Sebagai contoh ketika musim panen tiba, harga beras dipasar relatif turun. Bahkan pada kondisi tertentu, petani terpaksa merugi karena menurunkan harga supaya dapat bersaing dengan beras impor yang beredar dipasar. Meskipun kebanyakan orang menginginkan harga beras murah, kebijakan mematok harga jual beras perlu dilakukan oleh pemerintah untuk menyelamatkan nasib para petani, namun itu sifatnya sementara. Ketika ketersedian beras dipasar menurun dan musim tanam baru mulai, maka pemerintah perlu mengeluarkan kebijakan sebaliknya, keran impor beras dibuka dan harga beras di rem. Pertunjukan ini berulang-ulang terjadi, peran pemerintah mengendalikan stabilitas harga beras di panggung pasar menjadi monoton. Disana ada masyarakat sebagai konsumen, pedagang sebagai distributor dan petani sebagai produsen. Jika pertimbangan yang digunakan adalah mekanisme pasar, pertunjukan yang di pertontonkan hanya akan berulang-ulang semacam itu. Namun, jika kemudian yang terjadi jumlah petani semakin berkurang, jumlah luas lahan pertanian semakin menyusut dan kebutuhan impor semakin meningkat, maka ada yang keliru dengan pertimbangan mekanisme pasar yang selama ini digunakan. Kiranya pertunjukan itu akan berbeda jika pertimbangan mereka dalam berperan adalah kemandirian pangan bukannya mekanisme pasar.

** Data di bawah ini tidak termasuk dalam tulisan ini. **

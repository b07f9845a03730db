// Window + HUD utilities.
// 1) A window holding two panels: the mirrored camera feed and the canvas.
// 2) Keyboard shortcuts turned into `Command`s.
// 3) A tiny 5x7 bitmap font to render HUD text on top of the panels.

use crate::error::Error;
use crate::raster::put_pixel;
use crate::types::FrameBuffer;
use minifb::{Key, KeyRepeat, MouseButton, MouseMode, Window, WindowOptions};

/// One user request from the keyboard.
#[derive(Clone, Copy, Debug, PartialEq, Eq)]
pub enum Command {
    GestureMode,
    MouseDraw,
    MouseErase,
    Clear,
    Undo,
    Save,
    NextColor,
    BrushSmaller,
    BrushLarger,
}

pub struct Drawer {
    window: Window,
}

impl Drawer {
    /// Create a window and cap its refresh at `fps` (this is our tick rate).
    pub fn new(title: &str, width: usize, height: usize, fps: usize) -> Result<Self, Error> {
        let mut window = Window::new(title, width, height, WindowOptions::default())
            .map_err(|e| Error::WindowInit(e.to_string()))?;
        window.set_target_fps(fps);
        Ok(Self { window })
    }

    /// Push the pixels for this frame to the screen. Also pumps input events.
    pub fn present(&mut self, framebuffer: &FrameBuffer) -> Result<(), Error> {
        self.window
            .update_with_buffer(&framebuffer.pixels, framebuffer.width, framebuffer.height)
            .map_err(|e| Error::WindowUpdate(e.to_string()))?;
        Ok(())
    }

    /// Returns false when the user closes the window (so we can stop the loop).
    pub fn is_open(&self) -> bool {
        self.window.is_open()
    }

    pub fn esc_pressed(&self) -> bool {
        self.window.is_key_down(Key::Escape)
    }

    /// Current mouse position in window pixel coordinates (clamped to the window).
    pub fn mouse_pos(&self) -> Option<(f32, f32)> {
        self.window.get_mouse_pos(MouseMode::Clamp)
    }

    pub fn left_mouse_down(&self) -> bool {
        self.window.get_mouse_down(MouseButton::Left)
    }

    fn once(&self, key: Key) -> bool {
        self.window.is_key_pressed(key, KeyRepeat::No)
    }

    /// Every shortcut pressed since the last `present`.
    pub fn commands(&self) -> Vec<Command> {
        let ctrl = self.window.is_key_down(Key::LeftCtrl) || self.window.is_key_down(Key::RightCtrl);
        let bindings = [
            (Key::G, Command::GestureMode),
            (Key::M, Command::MouseDraw),
            (Key::E, Command::MouseErase),
            (Key::C, Command::Clear),
            (Key::U, Command::Undo),
            (Key::S, Command::Save),
            (Key::K, Command::NextColor),
            (Key::LeftBracket, Command::BrushSmaller),
            (Key::RightBracket, Command::BrushLarger),
        ];
        let mut out: Vec<Command> = bindings
            .into_iter()
            .filter(|&(key, _)| self.once(key))
            .map(|(_, cmd)| cmd)
            .collect();
        if ctrl && self.once(Key::Z) {
            out.push(Command::Undo);
        }
        out
    }
}

/* ---------- Panels ---------- */

/// Copy `src` into `dst` with its top-left at (ox, oy), clipping at the edges.
pub fn blit(dst: &mut FrameBuffer, src: &FrameBuffer, ox: usize, oy: usize) {
    for y in 0..src.height {
        let dy = oy + y;
        if dy >= dst.height {
            break;
        }
        let w = src.width.min(dst.width.saturating_sub(ox));
        let s = y * src.width;
        let d = dy * dst.width + ox;
        dst.pixels[d..d + w].copy_from_slice(&src.pixels[s..s + w]);
    }
}

/// Darken a strip across the top so HUD text stays readable.
pub fn shade_strip(fb: &mut FrameBuffer, height: usize) {
    for px in fb.pixels.iter_mut().take(height.min(fb.height) * fb.width) {
        *px = (*px >> 1) & 0x00_7F_7F_7F;
    }
}

/* ---------- 5x7 bitmap font (digits, uppercase, a little punctuation) ---------- */

/// Return a 5x7 glyph bitmap. Each u8 is a row; the low 5 bits are the
/// pixels (bit 4 = leftmost). Lowercase maps to uppercase.
fn glyph5x7(ch: char) -> Option<[u8; 7]> {
    macro_rules! g { ($a:expr,$b:expr,$c:expr,$d:expr,$e:expr,$f:expr,$g:expr) => {
        Some([$a,$b,$c,$d,$e,$f,$g])
    }; }

    match ch.to_ascii_uppercase() {
        '0' => g!(0b01110,0b10001,0b10011,0b10101,0b11001,0b10001,0b01110),
        '1' => g!(0b00100,0b01100,0b00100,0b00100,0b00100,0b00100,0b01110),
        '2' => g!(0b01110,0b10001,0b00001,0b00010,0b00100,0b01000,0b11111),
        '3' => g!(0b11110,0b00001,0b00001,0b01110,0b00001,0b00001,0b11110),
        '4' => g!(0b00010,0b00110,0b01010,0b10010,0b11111,0b00010,0b00010),
        '5' => g!(0b11111,0b10000,0b11110,0b00001,0b00001,0b10001,0b01110),
        '6' => g!(0b00110,0b01000,0b10000,0b11110,0b10001,0b10001,0b01110),
        '7' => g!(0b11111,0b00001,0b00010,0b00100,0b01000,0b01000,0b01000),
        '8' => g!(0b01110,0b10001,0b10001,0b01110,0b10001,0b10001,0b01110),
        '9' => g!(0b01110,0b10001,0b10001,0b01111,0b00001,0b00010,0b01100),

        'A' => g!(0b01110,0b10001,0b10001,0b11111,0b10001,0b10001,0b10001),
        'B' => g!(0b11110,0b10001,0b10001,0b11110,0b10001,0b10001,0b11110),
        'C' => g!(0b01110,0b10001,0b10000,0b10000,0b10000,0b10001,0b01110),
        'D' => g!(0b11100,0b10010,0b10001,0b10001,0b10001,0b10010,0b11100),
        'E' => g!(0b11111,0b10000,0b10000,0b11110,0b10000,0b10000,0b11111),
        'F' => g!(0b11111,0b10000,0b10000,0b11110,0b10000,0b10000,0b10000),
        'G' => g!(0b01110,0b10001,0b10000,0b10111,0b10001,0b10001,0b01111),
        'H' => g!(0b10001,0b10001,0b10001,0b11111,0b10001,0b10001,0b10001),
        'I' => g!(0b01110,0b00100,0b00100,0b00100,0b00100,0b00100,0b01110),
        'J' => g!(0b00111,0b00010,0b00010,0b00010,0b00010,0b10010,0b01100),
        'K' => g!(0b10001,0b10010,0b10100,0b11000,0b10100,0b10010,0b10001),
        'L' => g!(0b10000,0b10000,0b10000,0b10000,0b10000,0b10000,0b11111),
        'M' => g!(0b10001,0b11011,0b10101,0b10101,0b10001,0b10001,0b10001),
        'N' => g!(0b10001,0b10001,0b11001,0b10101,0b10011,0b10001,0b10001),
        'O' => g!(0b01110,0b10001,0b10001,0b10001,0b10001,0b10001,0b01110),
        'P' => g!(0b11110,0b10001,0b10001,0b11110,0b10000,0b10000,0b10000),
        'Q' => g!(0b01110,0b10001,0b10001,0b10001,0b10101,0b10010,0b01101),
        'R' => g!(0b11110,0b10001,0b10001,0b11110,0b10100,0b10010,0b10001),
        'S' => g!(0b01111,0b10000,0b10000,0b01110,0b00001,0b00001,0b11110),
        'T' => g!(0b11111,0b00100,0b00100,0b00100,0b00100,0b00100,0b00100),
        'U' => g!(0b10001,0b10001,0b10001,0b10001,0b10001,0b10001,0b01110),
        'V' => g!(0b10001,0b10001,0b10001,0b10001,0b10001,0b01010,0b00100),
        'W' => g!(0b10001,0b10001,0b10001,0b10101,0b10101,0b10101,0b01010),
        'X' => g!(0b10001,0b10001,0b01010,0b00100,0b01010,0b10001,0b10001),
        'Y' => g!(0b10001,0b10001,0b01010,0b00100,0b00100,0b00100,0b00100),
        'Z' => g!(0b11111,0b00001,0b00010,0b00100,0b01000,0b10000,0b11111),

        ' ' => g!(0b00000,0b00000,0b00000,0b00000,0b00000,0b00000,0b00000),
        '|' => g!(0b00100,0b00100,0b00100,0b00100,0b00100,0b00100,0b00100),
        ':' => g!(0b00000,0b00100,0b00000,0b00000,0b00100,0b00000,0b00000),
        '.' => g!(0b00000,0b00000,0b00000,0b00000,0b00000,0b00100,0b00000),
        '-' => g!(0b00000,0b00000,0b00000,0b11111,0b00000,0b00000,0b00000),
        '/' => g!(0b00001,0b00001,0b00010,0b00100,0b01000,0b10000,0b10000),
        '[' => g!(0b01110,0b01000,0b01000,0b01000,0b01000,0b01000,0b01110),
        ']' => g!(0b01110,0b00010,0b00010,0b00010,0b00010,0b00010,0b01110),
        '+' => g!(0b00000,0b00100,0b00100,0b11111,0b00100,0b00100,0b00000),

        _ => None,
    }
}

/// Draw a single 5x7 character at (x,y) with a 1-pixel black shadow.
fn draw_char_5x7(fb: &mut FrameBuffer, x: i32, y: i32, ch: char, color: u32) {
    if let Some(rows) = glyph5x7(ch) {
        for (pass_offset, pass_color) in [(1, 0x00000000), (0, color)] {
            for (ry, rowbits) in rows.iter().enumerate() {
                for rx in 0..5 {
                    if (rowbits & (1 << (4 - rx))) != 0 {
                        put_pixel(fb, x + rx as i32 + pass_offset, y + ry as i32 + pass_offset, pass_color);
                    }
                }
            }
        }
    }
}

/// Draw a text string using 5x7 glyphs with 1-pixel spacing.
pub fn draw_text_5x7(fb: &mut FrameBuffer, mut x: i32, y: i32, text: &str, color: u32) {
    for ch in text.chars() {
        draw_char_5x7(fb, x, y, ch, color);
        x += 6; // 5 pixels glyph width + 1 pixel spacing
    }
}
impl RasterCanvas {
    /// A `width`×`height` canvas showing whatever `ledger` already holds.
    pub fn new(width: usize, height: usize, ledger: ActionLedger) -> Self {
        Self::with_brush(width, height, ledger, Brush::default())
    }

    /// Like `new`, but `brush` is in place before the ledger is replayed,
    /// so records without a stored width come back at that brush's width.
    pub fn with_brush(width: usize, height: usize, ledger: ActionLedger, brush: Brush) -> Self {
        let brush = Brush { width: brush.width.clamp(MIN_BRUSH_WIDTH, MAX_BRUSH_WIDTH), ..brush };
        let mut canvas = Self {
            pixels: FrameBuffer::filled(width, height, Rgb::WHITE),
            brush,
            last_draw: None,
            last_erase: None,
            cursor: PixelPoint::new(width as i32 / 2, height as i32 / 2),
            pulse: CursorPulse::new(),
            ledger,
        };
        if !canvas.ledger.is_empty() {
            canvas.reconstruct();
        }
        canvas
    }

    pub fn width(&self) -> usize {
        self.pixels.width
    }

    pub fn height(&self) -> usize {
        self.pixels.height
    }

    pub fn brush(&self) -> Brush {
        self.brush
    }

    pub fn ledger(&self) -> &ActionLedger {
        &self.ledger
    }

    /// Read-only view of the stored pixels.
    pub fn pixels(&self) -> &FrameBuffer {
        &self.pixels
    }

    /// Input a little outside [0, 1] is kept as is (edge dabs); anything
    /// wilder is pulled back so logged points stay replayable.
    fn to_pixel(&self, p: NormPoint) -> PixelPoint {
        NormPoint::new(p.x.clamp(-1.0, 2.0), p.y.clamp(-1.0, 2.0)).denormalize(self.pixels.width, self.pixels.height)
    }

    /// Paint a segment with the current brush and log it.
    fn stroke(&mut self, kind: ActionKind, from: PixelPoint, to: PixelPoint) {
        let width = self.brush.width_for(kind);
        paint(&mut self.pixels, kind, from, to, self.brush.color, width);
        let color = match kind {
            ActionKind::Draw => self.brush.color,
            ActionKind::Erase => Rgb::WHITE,
        };
        self.ledger.append(NewStroke { kind, from, to, color, width });
    }

    /// Extend the pen stroke to `p`. The first sample after a reset only
    /// anchors the stroke; a sample equal to the last one is ignored.
    pub fn draw(&mut self, p: NormPoint) {
        let current = self.to_pixel(p);
        match self.last_draw {
            None => self.last_draw = Some(current),
            Some(last) if last == current => {}
            Some(last) => {
                self.stroke(ActionKind::Draw, last, current);
                self.last_draw = Some(current);
            }
        }
    }

    /// Extend the eraser stroke to `p`. The first sample after a reset stamps
    /// an eraser-sized dab; a sample equal to the last one is ignored.
    pub fn erase(&mut self, p: NormPoint) {
        let current = self.to_pixel(p);
        match self.last_erase {
            None => {
                self.stroke(ActionKind::Erase, current, current);
                self.last_erase = Some(current);
            }
            Some(last) if last == current => {}
            Some(last) => {
                self.stroke(ActionKind::Erase, last, current);
                self.last_erase = Some(current);
            }
        }
    }

    /// End both strokes; the next draw/erase starts fresh.
    pub fn reset_pointers(&mut self) {
        self.last_draw = None;
        self.last_erase = None;
    }

    pub fn change_color(&mut self, color: Rgb) {
        self.brush.color = color;
    }

    pub fn change_brush_width(&mut self, width: u32) {
        self.brush.width = width.clamp(MIN_BRUSH_WIDTH, MAX_BRUSH_WIDTH);
    }

    /// Wipe pixels and history. Not undoable.
    pub fn clear(&mut self) {
        self.pixels.fill(Rgb::WHITE);
        self.ledger.clear();
        self.reset_pointers();
    }

    /// Drop the newest action and rebuild. Returns false on an empty ledger.
    pub fn undo(&mut self) -> bool {
        match self.ledger.remove_most_recent() {
            Some(action) => {
                log::debug!("Undo {:?} #{}", action.kind, action.id);
                self.reconstruct();
                true
            }
            None => false,
        }
    }

    /// Repaint from white by replaying every ledger entry in order.
    pub fn reconstruct(&mut self) {
        self.pixels.fill(Rgb::WHITE);
        self.reset_pointers();
        let brush = self.brush;
        for action in self.ledger.all_in_order() {
            replay(&mut self.pixels, action, brush);
        }
    }

    pub fn set_cursor(&mut self, p: NormPoint) {
        self.cursor = self.to_pixel(p);
    }

    /// A copy of the canvas with the cursor glyph on top. Advances the pulse;
    /// never touches the stored pixels or the ledger.
    pub fn render_with_cursor(&mut self) -> FrameBuffer {
        let pulse = self.pulse.advance();
        let mut out = self.pixels.clone();
        let PixelPoint { x, y } = self.cursor;
        fill_disc(&mut out, x, y, CURSOR_DOT_RADIUS, CURSOR_DOT_COLOR.packed());
        draw_ring(&mut out, x, y, CURSOR_RING_BASE + pulse as i32, 2, CURSOR_RING_COLOR.packed());
        draw_crosshair(&mut out, x, y, CURSOR_CROSSHAIR, CURSOR_RING_COLOR.packed());
        out
    }

    /// Write the canvas as a PNG (or whatever `path`'s extension names) at
    /// native resolution.
    pub fn save(&self, path: &Path) -> Result<PathBuf, Error> {
        let fb = self.pixels();
        let img = image::RgbImage::from_fn(fb.width as u32, fb.height as u32, |x, y| {
            let c = Rgb::from_packed(fb.pixels[y as usize * fb.width + x as usize]);
            image::Rgb([c.r, c.g, c.b])
        });
        img.save(path).map_err(|source| Error::Export { path: path.to_path_buf(), source })?;
        log::info!("Saved canvas to {path:?}");
        Ok(path.to_path_buf())
    }
}

/// Paint one logged action. Records without a stored width use `brush`.
fn replay(fb: &mut FrameBuffer, action: &StrokeAction, brush: Brush) {
    let [a, b] = action.points;
    let width = action.width.unwrap_or_else(|| brush.width_for(action.kind));
    let color = action.color.unwrap_or(Rgb::WHITE);
    paint(fb, action.kind, a, b, color, width);
}

#[cfg(test)]
mod tests {
    use super::*;

    const W: usize = 64;
    const H: usize = 48;

    fn canvas() -> RasterCanvas {
        RasterCanvas::new(W, H, ActionLedger::in_memory())
    }

    fn np(x: f32, y: f32) -> NormPoint {
        NormPoint::new(x, y)
    }

    fn replayed(source: &RasterCanvas) -> FrameBuffer {
        let text = source.ledger().to_jsonl().unwrap();
        RasterCanvas::new(W, H, ActionLedger::from_jsonl(&text)).pixels().clone()
    }

    fn is_blank(fb: &FrameBuffer) -> bool {
        fb.pixels.iter().all(|&p| p == Rgb::WHITE.packed())
    }

    #[test]
    fn n_distinct_draws_log_n_minus_one_segments() {
        let mut c = canvas();
        let pts = [np(0.1, 0.1), np(0.2, 0.3), np(0.5, 0.5), np(0.7, 0.2), np(0.9, 0.9)];
        for p in pts {
            c.draw(p);
        }
        assert_eq!(c.ledger().len(), pts.len() - 1);
        assert!(c.ledger().all_in_order().iter().all(|a| a.kind == ActionKind::Draw));
    }

    #[test]
    fn first_draw_only_anchors() {
        let mut c = canvas();
        c.draw(np(0.5, 0.5));
        assert!(c.ledger().is_empty());
        assert!(is_blank(c.pixels()));
    }

    #[test]
    fn stationary_pen_does_not_spam_ledger() {
        let mut c = canvas();
        c.draw(np(0.1, 0.1));
        c.draw(np(0.4, 0.4));
        let before = c.ledger().len();
        c.reset_pointers();
        c.draw(np(0.6, 0.6));
        c.draw(np(0.6, 0.6));
        assert_eq!(c.ledger().len(), before);
    }

    #[test]
    fn draw_logs_denormalized_endpoints_and_color() {
        let mut c = canvas();
        c.change_color(Rgb::new(200, 10, 10));
        c.draw(np(0.25, 0.5));
        c.draw(np(0.5, 0.5));
        let a = &c.ledger().all_in_order()[0];
        assert_eq!(a.points, [PixelPoint::new(16, 24), PixelPoint::new(32, 24)]);
        assert_eq!(a.color, Some(Rgb::new(200, 10, 10)));
        assert_eq!(a.width, Some(DEFAULT_BRUSH_WIDTH));
        assert_eq!(c.pixels().rgb_at(24, 24), Some(Rgb::new(200, 10, 10)));
    }

    #[test]
    fn first_erase_stamps_and_logs_a_dab() {
        let mut c = canvas();
        c.draw(np(0.1, 0.5));
        c.draw(np(0.9, 0.5));
        c.reset_pointers();
        c.erase(np(0.5, 0.5));
        let last = c.ledger().all_in_order().last().unwrap().clone();
        assert_eq!(last.kind, ActionKind::Erase);
        assert_eq!(last.points[0], last.points[1]);
        assert_eq!(c.pixels().rgb_at(32, 24), Some(Rgb::WHITE));
    }

    #[test]
    fn stationary_eraser_is_a_no_op() {
        let mut c = canvas();
        c.erase(np(0.5, 0.5));
        c.erase(np(0.5, 0.5));
        c.erase(np(0.5, 0.5));
        assert_eq!(c.ledger().len(), 1);
        c.erase(np(0.6, 0.5));
        assert_eq!(c.ledger().len(), 2);
    }

    #[test]
    fn pen_and_eraser_track_separate_anchors() {
        let mut c = canvas();
        c.draw(np(0.1, 0.1));
        c.erase(np(0.8, 0.8));
        c.draw(np(0.2, 0.1));
        let draws: Vec<_> = c
            .ledger()
            .all_in_order()
            .iter()
            .filter(|a| a.kind == ActionKind::Draw)
            .map(|a| a.points)
            .collect();
        assert_eq!(draws, vec![[PixelPoint::new(6, 4), PixelPoint::new(12, 4)]]);
    }

    #[test]
    fn undo_peels_one_action_at_a_time() {
        let mut c = canvas();
        c.draw(np(0.1, 0.1));
        c.draw(np(0.5, 0.2));
        c.draw(np(0.6, 0.8));
        c.reset_pointers();
        c.erase(np(0.5, 0.2));
        c.erase(np(0.3, 0.3));
        c.change_color(Rgb::new(0, 0, 255));
        c.reset_pointers();
        c.draw(np(0.9, 0.9));
        c.draw(np(0.1, 0.9));

        while !c.ledger().is_empty() {
            let before: Vec<u64> = c.ledger().all_in_order().iter().map(|a| a.id).collect();
            assert!(c.undo());
            let after: Vec<u64> = c.ledger().all_in_order().iter().map(|a| a.id).collect();
            assert_eq!(after.as_slice(), &before[..before.len() - 1]);
            assert_eq!(*c.pixels(), replayed(&c));
        }
        assert!(is_blank(c.pixels()));
    }

    #[test]
    fn undo_on_empty_ledger_is_a_no_op() {
        let mut c = canvas();
        assert!(!c.undo());
        assert!(is_blank(c.pixels()));
    }

    #[test]
    fn clear_cannot_be_undone() {
        let mut c = canvas();
        c.draw(np(0.1, 0.1));
        c.draw(np(0.9, 0.9));
        c.clear();
        assert!(c.ledger().is_empty());
        assert!(is_blank(c.pixels()));
        assert!(!c.undo());
        assert!(is_blank(c.pixels()));
    }

    #[test]
    fn replaying_the_ledger_matches_live_pixels() {
        let mut c = canvas();
        for i in 0..20 {
            let t = i as f32 / 20.0;
            c.draw(np(t, 0.5 + 0.3 * (t * 6.0).sin()));
        }
        c.reset_pointers();
        for i in 0..8 {
            c.erase(np(0.2 + i as f32 * 0.05, 0.5));
        }
        c.change_color(Rgb::new(10, 200, 30));
        c.reset_pointers();
        c.draw(np(0.0, 0.0));
        c.draw(np(1.0, 1.0));
        assert_eq!(*c.pixels(), replayed(&c));
    }

    #[test]
    fn stored_width_survives_brush_changes() {
        let mut c = canvas();
        c.change_brush_width(2);
        c.draw(np(0.1, 0.5));
        c.draw(np(0.9, 0.5));
        let live = c.pixels().clone();
        c.change_brush_width(30);
        c.reconstruct();
        assert_eq!(*c.pixels(), live);
    }

    #[test]
    fn legacy_records_use_current_brush_width() {
        let text = "{\"id\":1,\"action_type\":\"draw\",\"points\":[[10,24],[50,24]],\"color\":[0,0,0]}\n";
        let c = RasterCanvas::new(W, H, ActionLedger::from_jsonl(text));
        // Default width 10 => radius 5.
        assert_eq!(c.pixels().rgb_at(30, 29), Some(Rgb::BLACK));
        assert_eq!(c.pixels().rgb_at(30, 30), Some(Rgb::WHITE));
    }

    #[test]
    fn saved_brush_applies_before_first_replay() {
        let text = "{\"id\":1,\"action_type\":\"draw\",\"points\":[[10,24],[50,24]],\"color\":[0,0,0]}\n";
        let brush = Brush { color: Rgb::BLACK, width: 20 };
        let mut c = RasterCanvas::with_brush(W, H, ActionLedger::from_jsonl(text), brush);
        // Width 20 => radius 10.
        assert_eq!(c.pixels().rgb_at(30, 34), Some(Rgb::BLACK));
        let at_start = c.pixels().clone();
        c.reconstruct();
        assert_eq!(*c.pixels(), at_start);
    }

    #[test]
    fn unreplayable_records_do_not_break_startup() {
        let text = concat!(
            "{\"id\":1,\"action_type\":\"draw\",\"points\":[[0,0],[5,5]],\"width\":4294967295}\n",
            "{\"id\":2,\"action_type\":\"draw\",\"points\":[[-2147483648,0],[2147483647,0]]}\n",
        );
        let c = RasterCanvas::new(W, H, ActionLedger::from_jsonl(text));
        assert!(c.ledger().is_empty());
        assert!(is_blank(c.pixels()));
    }

    #[test]
    fn wild_input_is_pulled_back_near_the_canvas() {
        let mut c = canvas();
        c.draw(np(-1e9, 0.5));
        c.draw(np(f32::INFINITY, 0.5));
        let a = &c.ledger().all_in_order()[0];
        assert_eq!(a.points, [PixelPoint::new(-(W as i32), 24), PixelPoint::new(2 * W as i32, 24)]);
    }

    #[test]
    fn brush_width_is_clamped() {
        let mut c = canvas();
        c.change_brush_width(0);
        assert_eq!(c.brush().width, MIN_BRUSH_WIDTH);
        c.change_brush_width(1000);
        assert_eq!(c.brush().width, MAX_BRUSH_WIDTH);
    }

    #[test]
    fn cursor_render_leaves_canvas_alone() {
        let mut c = canvas();
        c.set_cursor(np(0.5, 0.5));
        let shown = c.render_with_cursor();
        assert!(is_blank(c.pixels()));
        assert!(c.ledger().is_empty());
        assert_eq!(shown.rgb_at(34, 26), Some(CURSOR_DOT_COLOR));
        assert_eq!(shown.rgb_at(32, 20), Some(CURSOR_RING_COLOR));
    }

    #[test]
    fn pulse_bounces_between_bounds() {
        let mut pulse = CursorPulse::new();
        let values: Vec<f32> = (0..45).map(|_| pulse.advance()).collect();
        assert_eq!(values[0], 0.5);
        assert_eq!(values[19], 10.0);
        assert_eq!(values[20], 9.5);
        assert_eq!(values[39], 0.0);
        assert_eq!(values[40], 0.5);
        assert!(values.iter().all(|v| (0.0..=10.0).contains(v)));
    }

    #[test]
    fn save_writes_native_resolution_png() {
        let dir = tempfile::tempdir().unwrap();
        let path = dir.path().join("out.png");
        let mut c = canvas();
        c.change_color(Rgb::new(1, 2, 3));
        c.draw(np(0.1, 0.5));
        c.draw(np(0.9, 0.5));
        c.save(&path).unwrap();
        let img = image::open(&path).unwrap().to_rgb8();
        assert_eq!(img.dimensions(), (W as u32, H as u32));
        assert_eq!(img.get_pixel(32, 24).0, [1, 2, 3]);
        assert_eq!(img.get_pixel(0, 0).0, [255, 255, 255]);
    }

    #[test]
    fn save_failure_is_reported_not_raised() {
        let c = canvas();
        let res = c.save(Path::new("/nonexistent-dir/for/sure/out.png"));
        assert!(matches!(res, Err(Error::Export { .. })));
    }

    #[test]
    fn canvas_reopens_with_journal_content() {
        let dir = tempfile::tempdir().unwrap();
        let path = dir.path().join("ledger.jsonl");
        let live = {
            let mut c = RasterCanvas::new(W, H, ActionLedger::open(&path).unwrap());
            c.draw(np(0.1, 0.1));
            c.draw(np(0.8, 0.7));
            c.pixels().clone()
        };
        let reopened = RasterCanvas::new(W, H, ActionLedger::open(&path).unwrap());
        assert_eq!(*reopened.pixels(), live);
    }
}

Pada peradaban kapitalis, kehidupan bermasyarakat sangat terpengaruh oleh materialisme, individualisme dan konsumerisme. Manusia-manusianya akan kerepotan dalam melakukan peran sebagai khalifah di muka bumi. Peran sebagai abdinya Allah digantikan menjadi peran abdinya harta, abdinya jabatan, abdinya popularitas dan abdi-abdi selain Allah. Peran individu manusia yang semestinya menjadi pendistribusi rahmat Tuhan sehingga menjadi berkah bagi setiap makhluk disekitarnya, malah tergantikan dengan nafsu kepemilikan individu untuk memenuhi hajat perutnya sendiri.

***

Sebagaimana janin jabang bayi yang sedang tumbuh dalam kandungan, orang-orang yang menyadari perlunya adab-adab yang lebih baik dalam melakukan peran-peran sosial akan saling terhubung, tumbuh membentuk janin bayi peradaban. Pertumbuhan janin peradaban tidak hanya melibatkan partikel individu-individu manusia, karena Aktor Utama pertumbuhan janin adalah bukan individu-individu itu. Campur aduk antara harapan dan kecemasan akan menyelimuti setiap individu yang menyadari kehadiran sang jabang bayi. Seperti Ibu yang sedang hamil muda, dia akan merasakan ngidam, merasakan mual dan tidak nyaman ketika menyaksikan kondisi masyarakat lingkungannya. Ketika pertimbangan utama dalam setiap perbuatan adalah supaya lebih bermanfaat bagi orang lain, kita akan merasa terasing ditengah kehidupan individualis, namun akan terasa nyaman bersama-sama dengan orang-orang yang sepaham. Godaan untuk segera melahirkan si jabang bayi peradaban akan sering muncul, kontraksi-kontraksi-sosial akan sering terjadi, tetapi kelahiran yang prematur tidaklah diharapkan.

Di tengah pusat sang Ibukota, seperti biasanya masyarakat Kenduri Cinta berkumpul untuk menghadirkan dan berbagi cinta sesama manusia. Berbagi pengalaman terkait peran-peran sosial yang selama ini sedang dilakukan. Saling merangkai makna-makna kehidupan, untuk menemukan yang benar, mencari yang baik-baik dari yang nampak buruk, melakukan segala sesuatunya dengan indah dan beradab. Pada edisi Oktober 2015, dengan judul Manusia Gagal Identitas tidak diharapkan sebagai doa bagi orang-orang Maiyah. Judul ini lebih ditujukan untuk identifikasi peran orang-orang Maiyah ditengah panggung peradaban. Salam Maiyah.